Waggle isn't innovation. Mario Galaxy is a fantastic game, there was nothing new in how you played it, Kirby's Adventure was a lot of fun, it played like a standard 2D platform.  Donkey Kong was good yet it played like a standard 2D game bar the forced waggle. The only game Nintendo developed which actually fulfilled the Wii's potential was Skyward Sword. Yet funnily Red Steel 2 already achieved what Skyward Sword did earlier as well as better. It was also a third party game.


----------



## DiscostewSM (Jul 7, 2013)

xwatchmanx said:


> *Facepalm*


 
I assume you're "facepalming" the bit about Pachter being paid by Microsoft, which is indeed true. Pachter works under Viacom, and some time back, Microsoft paid Viacom $500 million for advertising of their products. He not allowed to talk bad about Microsoft (you don't bite the hand that feeds you), so in order to make Microsoft look good without actually talking about them, you make the competition look worse.

Politics 101.


----------



## Mantis41 (Jul 7, 2013)

It is as near as fact. If you want to play Nintendo and other high profile games you will most likely need two gaming platforms thanks to Nintendo's inability to build a rig that meets most developers next gen expectations.


----------



## xwatchmanx (Jul 7, 2013)

DiscostewSM said:


> I assume you're "facepalming" the bit about Pachter being paid by Microsoft, which is indeed true. Pachter works under Viacom, and some time back, Microsoft paid Viacom $500 million for advertising of their products. He not allowed to talk bad about Microsoft (you don't bite the hand that feeds you), so in order to make Microsoft look good without actually talking about them, you make the competition look worse.
> 
> Politics 101.


I used to volunteer write for a Nintendo-centric gaming news site that Nintendo advertised on. But that didn't keep us from criticizing Nintendo when we thought they were doing something stupid. Paying someone's parent company for advertising doesn't mean that all of a sudden you're kept on a leash and required to censor yourself to make that company look good. To assume it's a foregone conclusion that Pachter isn't allowed to talk badly about Microsoft because his parent company got paid for advertising (a fairly common practice) is just flat out stupid, not to mention a bit dishonest.


----------



## WhiteMaze (Jul 7, 2013)

emigre said:


> The competition HAS third party support. The modern industry is a three horse race where the two horses have third party support.


 
What?

I didn't say the competition doesn't have third party support. I said the competition has also has periods with few decent games even *WITH* third party support.



emigre said:


> I have a PS3. I can play RPGs, TPS, platformers, puzzle games, strategy games, racing, fighting, stealth, action, open world, sandbox, artistic, indie games on it. See my point? I get a wide variety of games to play without having to invest in a second gaming setup.


 
True. Yet, I didn't buy a PS3, nor do I plan to due to the single reason that while there are literally millions of games, the fact that only a few are good, also applies. I don't see quantity as quality.

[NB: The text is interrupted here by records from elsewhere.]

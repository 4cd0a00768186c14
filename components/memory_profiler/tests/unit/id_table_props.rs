use std::collections::HashSet;

use core_types::{HeapRef, ObjectId, TargetRuntime};
use memory_manager::Heap;
use memory_profiler::{HeapWalker, IdentifierTable, Inspector};
use proptest::prelude::*;

/// Heap of `count` objects wired by `edges`; the listed objects are rooted.
fn build(count: usize, edges: &[(usize, usize)], roots: &[usize]) -> (Heap, Vec<HeapRef>) {
    let mut heap = Heap::new();
    let refs: Vec<HeapRef> = (0..count).map(|_| heap.allocate_plain()).collect();
    for (i, (from, to)) in edges.iter().enumerate() {
        heap.set_property(refs[*from], &format!("p{i}"), refs[*to].into())
            .unwrap();
    }
    for (i, root) in roots.iter().enumerate() {
        heap.add_object_root(refs[*root], &format!("root{i}")).unwrap();
    }
    (heap, refs)
}

fn walked(heap: &Heap) -> IdentifierTable {
    let mut table = IdentifierTable::with_capacity(4).unwrap();
    table.assign_ids(heap).unwrap();
    table.build_reverse_index().unwrap();
    table
}

/// Objects reachable from the roots, computed independently of the table.
fn reachable(heap: &Heap, roots: &[HeapRef]) -> HashSet<HeapRef> {
    let mut seen: HashSet<HeapRef> = roots.iter().copied().collect();
    let mut pending: Vec<HeapRef> = roots.to_vec();
    while let Some(next) = pending.pop() {
        heap.trace_children(next, &mut |thing: core_types::GcThing| {
            if let Some(child) = thing.as_object() {
                if seen.insert(child) {
                    pending.push(child);
                }
            }
        });
    }
    seen
}

#[test]
fn test_first_visit_order() {
    let (heap, refs) = build(3, &[(0, 1), (1, 2)], &[0]);
    let table = walked(&heap);
    let ids: Vec<u32> = refs.iter().map(|r| table.lookup_id(*r).get()).collect();
    assert_eq!(ids, vec![1, 2, 3]);
}

#[test]
fn test_unrooted_objects_are_not_tracked() {
    let (heap, refs) = build(3, &[(0, 1)], &[0]);
    let table = walked(&heap);
    assert_eq!(table.len(), 2);
    assert!(table.lookup_id(refs[2]).is_none());
}

proptest! {
    #[test]
    fn prop_ids_are_a_bijection_over_reachable_objects(
        count in 1usize..24,
        raw_edges in proptest::collection::vec((0usize..24, 0usize..24), 0..48),
        raw_roots in proptest::collection::vec(0usize..24, 1..4),
    ) {
        let edges: Vec<(usize, usize)> = raw_edges
            .into_iter()
            .map(|(a, b)| (a % count, b % count))
            .collect();
        let roots: Vec<usize> = raw_roots.into_iter().map(|r| r % count).collect();
        let (heap, refs) = build(count, &edges, &roots);
        let table = walked(&heap);

        let root_refs: Vec<HeapRef> = roots.iter().map(|r| refs[*r]).collect();
        let live = reachable(&heap, &root_refs);
        prop_assert_eq!(table.len(), live.len());

        let mut seen_ids = HashSet::new();
        for object in &refs {
            let id = table.lookup_id(*object);
            if live.contains(object) {
                prop_assert!(!id.is_none());
                prop_assert!(seen_ids.insert(id));
                prop_assert_eq!(table.lookup_ref(id), Some(*object));
                prop_assert_eq!(table.lookup_id(table.lookup_ref(id).unwrap()), id);
            } else {
                prop_assert!(id.is_none());
            }
        }
        prop_assert!(table.lookup_ref(ObjectId::NONE).is_none());
        prop_assert!(table.lookup_ref(ObjectId::new(table.len() as u32 + 1)).is_none());
    }

    #[test]
    fn prop_object_table_keys_are_dense(
        count in 1usize..24,
        raw_edges in proptest::collection::vec((0usize..24, 0usize..24), 0..48),
    ) {
        let edges: Vec<(usize, usize)> = raw_edges
            .into_iter()
            .map(|(a, b)| (a % count, b % count))
            .collect();
        let (heap, _) = build(count, &edges, &[0]);
        let table = walked(&heap);
        let inspector = Inspector::new(&heap, &table);

        let keys: Vec<u32> = inspector.object_table().iter().map(|(id, _)| id.get()).collect();
        let expected: Vec<u32> = (1..=table.len() as u32).collect();
        prop_assert_eq!(keys, expected);

        let walker = HeapWalker::new(&heap, &table);
        for id in table.ids() {
            let children = walker.trace_children(id).unwrap().unwrap();
            prop_assert!(children.iter().all(|c| !c.is_none()));
        }
        for root in inspector.root_ids() {
            prop_assert!(table.lookup_ref(root).is_some());
        }
    }
}
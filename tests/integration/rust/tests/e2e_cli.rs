//! End-to-End CLI Integration Tests
//!
//! Tests the complete probe through the heap_cli runner API: snapshot file
//! on disk, script file on disk, final result.

use std::io::Write;

use heap_cli::{CliError, ProbeRunner};
use integration_tests::fixtures::{PAGE_REACHABLE, PAGE_REACHABLE_FROM_WINDOW, PAGE_SNAPSHOT};
use memory_profiler::{ProfileValue, ProfilerConfig};
use tempfile::NamedTempFile;

fn write_temp(contents: &str) -> NamedTempFile {
    let mut file = NamedTempFile::new().expect("temp file");
    file.write_all(contents.as_bytes()).expect("write temp file");
    file
}

fn page_runner() -> (NamedTempFile, ProbeRunner) {
    let snapshot = write_temp(PAGE_SNAPSHOT);
    let runner = ProbeRunner::from_snapshot(snapshot.path()).expect("snapshot loads");
    (snapshot, runner)
}

/// Test: a histogram script run from a file
#[test]
fn test_e2e_histogram_script() {
    let (_snapshot, runner) = page_runner();
    let script = write_temp(
        r#"
        let table = getObjectTable();
        let histogram = {};
        for (let id in table) {
            let name = table[id] ?? '(none)';
            histogram[name] = (histogram[name] ?? 0) + 1;
        }
        JSON.stringify(histogram)
        "#,
    );
    let value = runner.execute_file(script.path()).expect("script runs");
    let text = value.as_str().expect("string result").to_string();
    assert!(text.contains(r#""Window":1"#), "{text}");
    assert!(text.contains(r#""Function":2"#), "{text}");
    assert!(!text.contains("Orphan"), "{text}");
}

/// Test: dumpHeap honours the configured cap
#[test]
fn test_e2e_dump_cap() {
    let (_snapshot, runner) = page_runner();
    let runner = runner.with_config(ProfilerConfig::default().with_max_dump_descriptors(3));
    let value = runner
        .execute_string("Object.keys(dumpHeap('window')).length", "dump.js")
        .unwrap();
    assert_eq!(value, ProfileValue::Number(3.0));

    let (_snapshot, runner) = page_runner();
    let value = runner
        .execute_string("Object.keys(dumpHeap('window')).length", "dump.js")
        .unwrap();
    assert_eq!(value, ProfileValue::Number(PAGE_REACHABLE_FROM_WINDOW as f64));

    let script = r#"
        let dumped = {};
        for (let root of getGCRoots()) {
            let dump = dumpHeap(root);
            for (let id in dump) {
                dumped[id] = true;
            }
        }
        Object.keys(dumped).length
    "#;
    let value = runner.execute_string(script, "dump.js").unwrap();
    assert_eq!(value, ProfileValue::Number(PAGE_REACHABLE as f64));
}

/// Test: the argument global selects what the script inspects
#[test]
fn test_e2e_argument() {
    let (_snapshot, runner) = page_runner();
    let runner = runner.with_argument(Some("handler".into()));
    let value = runner
        .execute_string("functionInfo(argument).filename", "arg.js")
        .unwrap();
    assert_eq!(value.as_str(), Some("page.js"));
}

/// Test: script errors surface with their source attribution
#[test]
fn test_e2e_script_error() {
    let (_snapshot, runner) = page_runner();
    let script = write_temp("let x = 1;\nthrow 'boom';\n");
    let err = runner.execute_file(script.path()).unwrap_err();
    let message = err.to_string();
    assert!(message.contains("boom"), "{message}");
    assert!(message.contains(":2"), "{message}");
    assert_eq!(err.exit_code(), 1);
    assert!(matches!(err, CliError::Profiler(_)));
}

/// Test: every run is an independent session
#[test]
fn test_e2e_repeated_runs() {
    let (_snapshot, runner) = page_runner();
    for _ in 0..3 {
        let value = runner
            .execute_string("Object.keys(getObjectTable()).length", "repeat.js")
            .unwrap();
        assert_eq!(value, ProfileValue::Number(PAGE_REACHABLE as f64));
    }
}
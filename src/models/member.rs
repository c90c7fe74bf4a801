//! Member model

use chrono::{DateTime, Utc};
use serde::{Deserialize, Serialize};
use sqlx::FromRow;
use utoipa::ToSchema;
use uuid::Uuid;
use validator::Validate;

/// Library member
#[derive(Debug, Clone, Serialize, Deserialize, FromRow, ToSchema)]
#[serde(rename_all = "camelCase")]
pub struct Member {
    pub id: Uuid,
    pub name: String,
    /// Unique across members
    pub email: String,
    pub phone: Option<String>,
    pub address: Option<String>,
    /// Inactive members cannot borrow
    pub is_active: bool,
    pub join_date: DateTime<Utc>,
}

/// Create member request
#[derive(Debug, Default, Deserialize, Validate, ToSchema)]
#[serde(rename_all = "camelCase")]
pub struct CreateMember {
    #[validate(
        required(message = "Name and email are required"),
        length(min = 1, message = "Name and email are required")
    )]
    pub name: Option<String>,
    #[validate(
        required(message = "Name and email are required"),
        length(min = 1, message = "Name and email are required")
    )]
    pub email: Option<String>,
    pub phone: Option<String>,
    pub address: Option<String>,
    /// Defaults to true
    pub is_active: Option<bool>,
}

#[cfg(test)]
mod tests {
    use super::*;

    #[test]
    fn test_name_and_email_required() {
        let member = CreateMember {
            name: Some("Ada".into()),
            email: Some("ada@example.org".into()),
            ..Default::default()
        };
        assert!(member.validate().is_ok());

        let missing_email = CreateMember {
            name: Some("Ada".into()),
            ..Default::default()
        };
        assert!(missing_email.validate().is_err());
    }
}
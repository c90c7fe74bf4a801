//! Borrow/return workflow service

use uuid::Uuid;
use validator::Validate;

use crate::{
    config::CirculationConfig,
    error::{AppError, AppResult},
    models::{CreateTransaction, ListQuery, TransactionDetails},
    repository::Repository,
};

#[derive(Clone)]
pub struct CirculationService {
    repository: Repository,
    config: CirculationConfig,
}

impl CirculationService {
    pub fn new(repository: Repository, config: CirculationConfig) -> Self {
        Self { repository, config }
    }

    pub async fn list_transactions(&self, query: &ListQuery) -> AppResult<Vec<TransactionDetails>> {
        self.repository
            .transactions
            .list(query.like_pattern().as_deref())
            .await
    }

    pub async fn get_transaction(&self, id: Uuid) -> AppResult<TransactionDetails> {
        self.repository.transactions.get_details(id).await
    }

    /// Lend a copy of a book to a member
    pub async fn borrow(&self, request: CreateTransaction) -> AppResult<TransactionDetails> {
        request.validate()?;
        let (Some(book_id), Some(member_id), Some(due_date)) =
            (request.book_id, request.member_id, request.due_date)
        else {
            return Err(AppError::Validation(
                "Book, member, and due date are required".to_string(),
            ));
        };

        let details = self
            .repository
            .transactions
            .borrow(book_id, member_id, due_date)
            .await
            .inspect_err(|e| log_rejection("borrow", e))?;

        tracing::info!(
            transaction_id = %details.id,
            book_id = %book_id,
            member_id = %member_id,
            due_date = %due_date,
            available_copies = details.book.available_copies,
            "Book borrowed"
        );
        Ok(details)
    }

    /// Take back a borrowed book and record any overdue fine
    pub async fn return_book(&self, transaction_id: Uuid) -> AppResult<TransactionDetails> {
        let (details, settlement) = self
            .repository
            .transactions
            .return_book(transaction_id, self.config.fine_per_day)
            .await
            .inspect_err(|e| log_rejection("return", e))?;

        tracing::info!(
            transaction_id = %transaction_id,
            book_id = %details.book_id,
            overdue_days = settlement.overdue_days,
            fine = %settlement.fine_amount,
            "Book returned"
        );
        Ok(details)
    }
}

fn log_rejection(operation: &str, error: &AppError) {
    match error {
        AppError::NotFound(msg) | AppError::BusinessRule(msg) => {
            tracing::debug!(operation, reason = %msg, "Circulation request rejected");
        }
        _ => {}
    }
}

And I wouldn't have bought a Wii either, were it not for Super Smash Bros Brawl. That was the sole title that made me buy it.

But then again, I guess everyone has different tastes.



emigre said:


> Waggle isn't innovation. Mario Galaxy is a fantastic game, there was nothing new in how you played it, Kirby's Adventure was a lot of fun, it played like a standard 2D platform. Donkey Kong was good yet it played like a standard 2D game bar the forced waggle. The only game Nintendo developed which actually fulfilled the Wii's potential was Skyward Sword. Yet funnily Red Steel 2 already achieved what Skyward Sword did earlier as well as better. It was also a third party game.


 
If you don't think the Wii innovated in the way games were played, then I don't know what to say to you sir. I'm baffled that you think that. The fun I've had with the Wii, especially with friends, far outweighs any other gaming platform I've ever had.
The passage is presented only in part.